Exp Ther Med. 2020 Aug ;20(2):1082-1090. Epub 2020 May 17. PMID: 32742347
Alzheimer's disease (AD), is a severe neurodegenerative disease that currently lacks an optimally effective therapeutic agent for its management. Saikosaponin D (SSD) is a component extracted from the herbthat is commonly used in Chinese medicine. Although SSD has been reported to exert neuroprotective effects, its pharmacological role in AD has not been previously elucidated. Therefore, the aim of the present study was to investigate whether SSD treatment improves the cognitive function and pathological features of 3xTg mice, a triple-transgenic mouse model of AD that displays classical pathological features of AD. The effects of SSD treatment on the behavioral, histological and physiological features of the animal were quantified. Results from the behavioral experiments on the SSD-treated 3xTg mice identified a significant reduction in memory impairment. In addition, histological staining results indicated that SSD application could preserve the morphology of neurons, reduce apoptosis and significantly inhibit amyloid-β deposition in the hippocampus of 3xTg mice.

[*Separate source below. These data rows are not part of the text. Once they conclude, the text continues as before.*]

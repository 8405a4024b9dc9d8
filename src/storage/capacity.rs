//! Mount and capacity queries

use log::error;
use std::path::PathBuf;

use super::SdCard;
use super::results::SpaceReport;
use crate::error::{StorageError, StorageResult};
use crate::platform::{BlockStats, MountState};

impl SdCard {
    /// True iff the volume is mounted read-write
    pub fn is_mounted(&self) -> bool {
        self.mount_state().is_mounted()
    }

    /// Raw state reported by the volume provider
    pub fn mount_state(&self) -> MountState {
        self.volume.state()
    }

    /// Absolute root of the volume, or `None` when unmounted
    pub fn root_path(&self) -> Option<PathBuf> {
        self.mounted_root().ok()
    }

    /// Total, free and available space from a single statistics call
    pub fn space_report(&self) -> StorageResult<SpaceReport> {
        self.block_stats().map(SpaceReport::from)
    }

    /// Total capacity in MB; 0 when unmounted or unreadable
    pub fn total_space_mb(&self) -> u64 {
        self.stats_or_zero(|stats| stats.total_mb())
    }

    /// Free space in MB, counting blocks reserved for the superuser
    pub fn free_space_mb(&self) -> u64 {
        self.stats_or_zero(|stats| stats.free_mb())
    }

    /// Space in MB usable by the application
    pub fn available_space_mb(&self) -> u64 {
        self.stats_or_zero(|stats| stats.available_mb())
    }

    fn block_stats(&self) -> StorageResult<BlockStats> {
        let root = self.mounted_root()?;
        self.stats
            .block_stats(&root)
            .map_err(|e| StorageError::io(&root, e))
    }

    fn stats_or_zero(&self, pick: impl FnOnce(&BlockStats) -> u64) -> u64 {
        match self.block_stats() {
            Ok(stats) => pick(&stats),
            Err(StorageError::Unmounted) => 0,
            Err(e) => {
                error!("Failed to read filesystem statistics: {e}");
                0
            }
        }
    }
}

#[cfg(test)]
mod tests {
    use super::*;
    use crate::platform::{FixedVolume, FsStats};
    use std::io;
    use std::path::Path;

    struct FakeStats(BlockStats);

    impl FsStats for FakeStats {
        fn block_stats(&self, _path: &Path) -> io::Result<BlockStats> {
            Ok(self.0)
        }
    }

    struct BrokenStats;

    impl FsStats for BrokenStats {
        fn block_stats(&self, _path: &Path) -> io::Result<BlockStats> {
            Err(io::Error::new(io::ErrorKind::Other, "stat failed"))
        }
    }

    fn stats() -> BlockStats {
        BlockStats {
            block_count: 4 * 256 * 1024,
            block_size: 4096,
            free_blocks: 2 * 256 * 1024,
            available_blocks: 256 * 1024,
        }
    }

    #[test]
    fn test_capacity_when_mounted() {
        let card = SdCard::new(FixedVolume::new("/sd", MountState::Mounted), FakeStats(stats()));
        assert_eq!(card.total_space_mb(), 4096);
        assert_eq!(card.free_space_mb(), 2048);
        assert_eq!(card.available_space_mb(), 1024);
        assert_eq!(
            card.space_report().unwrap(),
            SpaceReport {
                total_mb: 4096,
                free_mb: 2048,
                available_mb: 1024,
            }
        );
    }

    #[test]
    fn test_capacity_zero_when_unmounted() {
        let card = SdCard::new(FixedVolume::new("/sd", MountState::Unmounted), FakeStats(stats()));
        assert!(!card.is_mounted());
        assert_eq!(card.root_path(), None);
        assert_eq!(card.total_space_mb(), 0);
        assert_eq!(card.free_space_mb(), 0);
        assert_eq!(card.available_space_mb(), 0);
        assert!(matches!(card.space_report(), Err(StorageError::Unmounted)));
    }

    #[test]
    fn test_read_only_mount_is_not_mounted() {
        let card = SdCard::new(
            FixedVolume::new("/sd", MountState::MountedReadOnly),
            FakeStats(stats()),
        );
        assert_eq!(card.mount_state(), MountState::MountedReadOnly);
        assert!(!card.is_mounted());
        assert_eq!(card.total_space_mb(), 0);
    }

    #[test]
    fn test_stats_failure_reads_as_zero() {
        let card = SdCard::new(FixedVolume::new("/sd", MountState::Mounted), BrokenStats);
        assert_eq!(card.total_space_mb(), 0);
        assert!(matches!(card.space_report(), Err(StorageError::Io { .. })));
    }

    #[test]
    fn test_root_path_when_mounted() {
        let card = SdCard::new(FixedVolume::new("/sd", MountState::Mounted), FakeStats(stats()));
        assert_eq!(card.root_path(), Some(PathBuf::from("/sd")));
    }
}
//! Error handling
//!
//! Defines error types and handling for storage operations.

pub mod handlers;
pub mod types;

pub use types::*;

SSD treatment also decelerated the activation of microglia and astrocytes in the hippocampus of 3xTg mice, possibly via the inhibition of the NF-κB signal transduction pathway. Therefore, the present study demonstrated the protective effects of SSD against progressive neurodegeneration and identified the potential underlying pharmacological mechanism. It was speculated that SSD may serve as a possible therapeutic agent in AD treatment in the future.